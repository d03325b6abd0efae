//! HTTP(S) implementation of RangeReader.
//!
//! Random access is served through `Range: bytes=a-b` requests. Some origin
//! servers do not advertise `Accept-Ranges: bytes`; against those the reader
//! downloads the whole resource once into a temporary file on first read and
//! serves all subsequent reads from it. The temporary file is removed when
//! the reader is dropped, which covers both completion and cancellation.

use std::io::Write;

use async_trait::async_trait;
use bytes::Bytes;
use reqwest::{Client, StatusCode};
use tokio::sync::OnceCell;
use tracing::debug;

use crate::error::IoError;

use super::{FileRangeReader, RangeReader};

/// Basic-auth credentials for the origin server.
#[derive(Debug, Clone)]
pub struct HttpCredentials {
    pub username: String,
    pub secret: String,
}

/// Whole resource buffered to disk for servers without range support.
struct BufferedBody {
    // Held for its Drop: deletes the file when the reader goes away.
    _staging: tempfile::NamedTempFile,
    reader: FileRangeReader,
}

/// HTTP(S)-backed implementation of RangeReader.
pub struct HttpRangeReader {
    client: Client,
    url: String,
    credentials: Option<HttpCredentials>,
    size: u64,
    supports_ranges: bool,
    buffered: OnceCell<BufferedBody>,
    identifier: String,
}

impl HttpRangeReader {
    /// Open a resource with a HEAD request.
    ///
    /// Captures the content length and whether the server accepts byte
    /// ranges. Returns `IoError::NotFound` / `IoError::AccessDenied` for the
    /// corresponding HTTP statuses.
    pub async fn open(
        client: Client,
        url: String,
        credentials: Option<HttpCredentials>,
    ) -> Result<Self, IoError> {
        let mut request = client.head(&url);
        if let Some(ref creds) = credentials {
            request = request.basic_auth(&creds.username, Some(&creds.secret));
        }

        let response = request
            .send()
            .await
            .map_err(|e| IoError::Connection(e.to_string()))?;

        match response.status() {
            StatusCode::NOT_FOUND | StatusCode::GONE => {
                return Err(IoError::NotFound(url));
            }
            StatusCode::UNAUTHORIZED | StatusCode::FORBIDDEN => {
                return Err(IoError::AccessDenied(url));
            }
            s if !s.is_success() => {
                return Err(IoError::Upstream(format!("{}: HTTP {}", url, s)));
            }
            _ => {}
        }

        let size = response
            .headers()
            .get(reqwest::header::CONTENT_LENGTH)
            .and_then(|v| v.to_str().ok())
            .and_then(|v| v.parse::<u64>().ok())
            .unwrap_or(0);

        let supports_ranges = response
            .headers()
            .get(reqwest::header::ACCEPT_RANGES)
            .and_then(|v| v.to_str().ok())
            .map(|v| v.eq_ignore_ascii_case("bytes"))
            .unwrap_or(false);

        if !supports_ranges {
            debug!(url = %url, "origin does not accept byte ranges, will buffer");
        }

        Ok(Self {
            client,
            identifier: url.clone(),
            url,
            credentials,
            size,
            supports_ranges,
            buffered: OnceCell::new(),
        })
    }

    /// Peek at the response Content-Type without opening a reader.
    pub async fn head_content_type(
        client: &Client,
        url: &str,
        credentials: Option<&HttpCredentials>,
    ) -> Result<Option<String>, IoError> {
        let mut request = client.head(url);
        if let Some(creds) = credentials {
            request = request.basic_auth(&creds.username, Some(&creds.secret));
        }
        let response = request
            .send()
            .await
            .map_err(|e| IoError::Connection(e.to_string()))?;

        match response.status() {
            StatusCode::NOT_FOUND | StatusCode::GONE => {
                return Err(IoError::NotFound(url.to_string()))
            }
            StatusCode::UNAUTHORIZED | StatusCode::FORBIDDEN => {
                return Err(IoError::AccessDenied(url.to_string()))
            }
            _ => {}
        }

        Ok(response
            .headers()
            .get(reqwest::header::CONTENT_TYPE)
            .and_then(|v| v.to_str().ok())
            .map(|v| v.to_string()))
    }

    /// Fetch a byte range with a ranged GET.
    async fn fetch_range(&self, offset: u64, len: usize) -> Result<Bytes, IoError> {
        let end = offset + len as u64 - 1;
        let mut request = self
            .client
            .get(&self.url)
            .header(reqwest::header::RANGE, format!("bytes={}-{}", offset, end));
        if let Some(ref creds) = self.credentials {
            request = request.basic_auth(&creds.username, Some(&creds.secret));
        }

        let response = request
            .send()
            .await
            .map_err(|e| IoError::Connection(e.to_string()))?;

        if !response.status().is_success() {
            return Err(IoError::Upstream(format!(
                "{}: HTTP {}",
                self.url,
                response.status()
            )));
        }

        let body = response
            .bytes()
            .await
            .map_err(|e| IoError::Connection(e.to_string()))?;

        if body.len() < len {
            return Err(IoError::Upstream(format!(
                "short range response: wanted {} bytes, got {}",
                len,
                body.len()
            )));
        }

        // Tolerate servers that ignore Range and send the full body.
        if body.len() > len {
            return Ok(body.slice(0..len));
        }
        Ok(body)
    }

    /// Download the whole resource into a temporary file, once.
    async fn ensure_buffered(&self) -> Result<&BufferedBody, IoError> {
        self.buffered
            .get_or_try_init(|| async {
                debug!(url = %self.url, size = self.size, "buffering full resource");

                let mut request = self.client.get(&self.url);
                if let Some(ref creds) = self.credentials {
                    request = request.basic_auth(&creds.username, Some(&creds.secret));
                }
                let mut response = request
                    .send()
                    .await
                    .map_err(|e| IoError::Connection(e.to_string()))?;

                if !response.status().is_success() {
                    return Err(IoError::Upstream(format!(
                        "{}: HTTP {}",
                        self.url,
                        response.status()
                    )));
                }

                let mut staging =
                    tempfile::NamedTempFile::new().map_err(|e| IoError::Upstream(e.to_string()))?;
                while let Some(chunk) = response
                    .chunk()
                    .await
                    .map_err(|e| IoError::Connection(e.to_string()))?
                {
                    staging
                        .write_all(&chunk)
                        .map_err(|e| IoError::Upstream(e.to_string()))?;
                }
                staging
                    .flush()
                    .map_err(|e| IoError::Upstream(e.to_string()))?;

                let reader = FileRangeReader::open(staging.path()).await?;
                Ok(BufferedBody {
                    _staging: staging,
                    reader,
                })
            })
            .await
    }
}

#[async_trait]
impl RangeReader for HttpRangeReader {
    async fn read_exact_at(&self, offset: u64, len: usize) -> Result<Bytes, IoError> {
        if len == 0 {
            return Ok(Bytes::new());
        }
        if self.size > 0 && offset + len as u64 > self.size {
            return Err(IoError::RangeOutOfBounds {
                offset,
                requested: len as u64,
                size: self.size,
            });
        }

        if self.supports_ranges {
            self.fetch_range(offset, len).await
        } else {
            let buffered = self.ensure_buffered().await?;
            buffered.reader.read_exact_at(offset, len).await
        }
    }

    fn size(&self) -> u64 {
        self.size
    }

    fn identifier(&self) -> &str {
        &self.identifier
    }
}

// =============================================================================
// Tests
// =============================================================================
::::
• **EXERCISE DIRECTIONS**: All of the lines above must be returned exactly.

• **REPLY**:
repository d03325b6abd0efae
//! HTTP(S) implementation of RangeReader.
//!
//! Random access is served through `Range: bytes=a-b` requests. Some origin
//! servers do not advertise `Accept-Ranges: bytes`; against those the reader
//! downloads the whole resource once into a temporary file on first read and
//! serves all subsequent reads from it. The temporary file is removed when
//! the reader is dropped, which covers both completion and cancellation.

use std::io::Write;

use async_trait::async_trait;
use bytes::Bytes;
use reqwest::{Client, StatusCode};
use tokio::sync::OnceCell;
use tracing::debug;

use crate::error::IoError;

use super::{FileRangeReader, RangeReader};

/// Basic-auth credentials for the origin server.
#[derive(Debug, Clone)]
pub struct HttpCredentials {
    pub username: String,
    pub secret: String,
}

/// Whole resource buffered to disk for servers without range support.
struct BufferedBody {
    // Held for its Drop: deletes the file when the reader goes away.
    _staging: tempfile::NamedTempFile,
    reader: FileRangeReader,
}

/// HTTP(S)-backed implementation of RangeReader.
pub struct HttpRangeReader {
    client: Client,
    url: String,
    credentials: Option<HttpCredentials>,
    size: u64,
    supports_ranges: bool,
    buffered: OnceCell<BufferedBody>,
    identifier: String,
}

impl HttpRangeReader {
    /// Open a resource with a HEAD request.
    ///
    /// Captures the content length and whether the server accepts byte
    /// ranges. Returns `IoError::NotFound` / `IoError::AccessDenied` for the
    /// corresponding HTTP statuses.
    pub async fn open(
        client: Client,
        url: String,
        credentials: Option<HttpCredentials>,
    ) -> Result<Self, IoError> {
        let mut request = client.head(&url);
        if let Some(ref creds) = credentials {
            request = request.basic_auth(&creds.username, Some(&creds.secret));
        }

        let response = request
            .send()
            .await
            .map_err(|e| IoError::Connection(e.to_string()))?;

        match response.status() {
            StatusCode::NOT_FOUND | StatusCode::GONE => {
                return Err(IoError::NotFound(url));
            }
            StatusCode::UNAUTHORIZED | StatusCode::FORBIDDEN => {
                return Err(IoError::AccessDenied(url));
            }
            s if !s.is_success() => {
                return Err(IoError::Upstream(format!("{}: HTTP {}", url, s)));
            }
            _ => {}
        }

        let size = response
            .headers()
            .get(reqwest::header::CONTENT_LENGTH)
            .and_then(|v| v.to_str().ok())
            .and_then(|v| v.parse::<u64>().ok())
            .unwrap_or(0);

        let supports_ranges = response
            .headers()
            .get(reqwest::header::ACCEPT_RANGES)
            .and_then(|v| v.to_str().ok())
            .map(|v| v.eq_ignore_ascii_case("bytes"))
            .unwrap_or(false);

        if !supports_ranges {
            debug!(url = %url, "origin does not accept byte ranges, will buffer");
        }

        Ok(Self {
            client,
            identifier: url.clone(),
            url,
            credentials,
            size,
            supports_ranges,
            buffered: OnceCell::new(),
        })
    }

    /// Peek at the response Content-Type without opening a reader.
    pub async fn head_content_type(
        client: &Client,
        url: &str,
        credentials: Option<&HttpCredentials>,
    ) -> Result<Option<String>, IoError> {
        let mut request = client.head(url);
        if let Some(creds) = credentials {
            request = request.basic_auth(&creds.username, Some(&creds.secret));
        }
        let response = request
            .send()
            .await
            .map_err(|e| IoError::Connection(e.to_string()))?;

        match response.status() {
            StatusCode::NOT_FOUND | StatusCode::GONE => {
                return Err(IoError::NotFound(url.to_string()))
            }
            StatusCode::UNAUTHORIZED | StatusCode::FORBIDDEN => {
                return Err(IoError::AccessDenied(url.to_string()))
            }
            _ => {}
        }

        Ok(response
            .headers()
            .get(reqwest::header::CONTENT_TYPE)
            .and_then(|v| v.to_str().ok())
            .map(|v| v.to_string()))
    }

    /// Fetch a byte range with a ranged GET.
    async fn fetch_range(&self, offset: u64, len: usize) -> Result<Bytes, IoError> {
        let end = offset + len as u64 - 1;
        let mut request = self
            .client
            .get(&self.url)
            .header(reqwest::header::RANGE, format!("bytes={}-{}", offset, end));
        if let Some(ref creds) = self.credentials {
            request = request.basic_auth(&creds.username, Some(&creds.secret));
        }

        let response = request
            .send()
            .await
            .map_err(|e| IoError::Connection(e.to_string()))?;

        if !response.status().is_success() {
            return Err(IoError::Upstream(format!(
                "{}: HTTP {}",
                self.url,
                response.status()
            )));
        }

        let body = response
            .bytes()
            .await
            .map_err(|e| IoError::Connection(e.to_string()))?;

        if body.len() < len {
            return Err(IoError::Upstream(format!(
                "short range response: wanted {} bytes, got {}",
                len,
                body.len()
            )));
        }

        // Tolerate servers that ignore Range and send the full body.
        if body.len() > len {
            return Ok(body.slice(0..len));
        }
        Ok(body)
    }

    /// Download the whole resource into a temporary file, once.
    async fn ensure_buffered(&self) -> Result<&BufferedBody, IoError> {
        self.buffered
            .get_or_try_init(|| async {
                debug!(url = %self.url, size = self.size, "buffering full resource");

                let mut request = self.client.get(&self.url);
                if let Some(ref creds) = self.credentials {
                    request = request.basic_auth(&creds.username, Some(&creds.secret));
                }
                let mut response = request
                    .send()
                    .await
                    .map_err(|e| IoError::Connection(e.to_string()))?;

                if !response.status().is_success() {
                    return Err(IoError::Upstream(format!(
                        "{}: HTTP {}",
                        self.url,
                        response.status()
                    )));
                }

                let mut staging =
                    tempfile::NamedTempFile::new().map_err(|e| IoError::Upstream(e.to_string()))?;
                while let Some(chunk) = response
                    .chunk()
                    .await
                    .map_err(|e| IoError::Connection(e.to_string()))?
                {
                    staging
                        .write_all(&chunk)
                        .map_err(|e| IoError::Upstream(e.to_string()))?;
                }
                staging
                    .flush()
                    .map_err(|e| IoError::Upstream(e.to_string()))?;

                let reader = FileRangeReader::open(staging.path()).await?;
                Ok(BufferedBody {
                    _staging: staging,
                    reader,
                })
            })
            .await
    }
}

#[async_trait]
impl RangeReader for HttpRangeReader {
    async fn read_exact_at(&self, offset: u64, len: usize) -> Result<Bytes, IoError> {
        if len == 0 {
            return Ok(Bytes::new());
        }
        if self.size > 0 && offset + len as u64 > self.size {
            return Err(IoError::RangeOutOfBounds {
                offset,
                requested: len as u64,
                size: self.size,
            });
        }

        if self.supports_ranges {
            self.fetch_range(offset, len).await
        } else {
            let buffered = self.ensure_buffered().await?;
            buffered.reader.read_exact_at(offset, len).await
        }
    }

    fn size(&self) -> u64 {
        self.size
    }

    fn identifier(&self) -> &str {
        &self.identifier
    }
}

// =============================================================================
// Tests
// =============================================================================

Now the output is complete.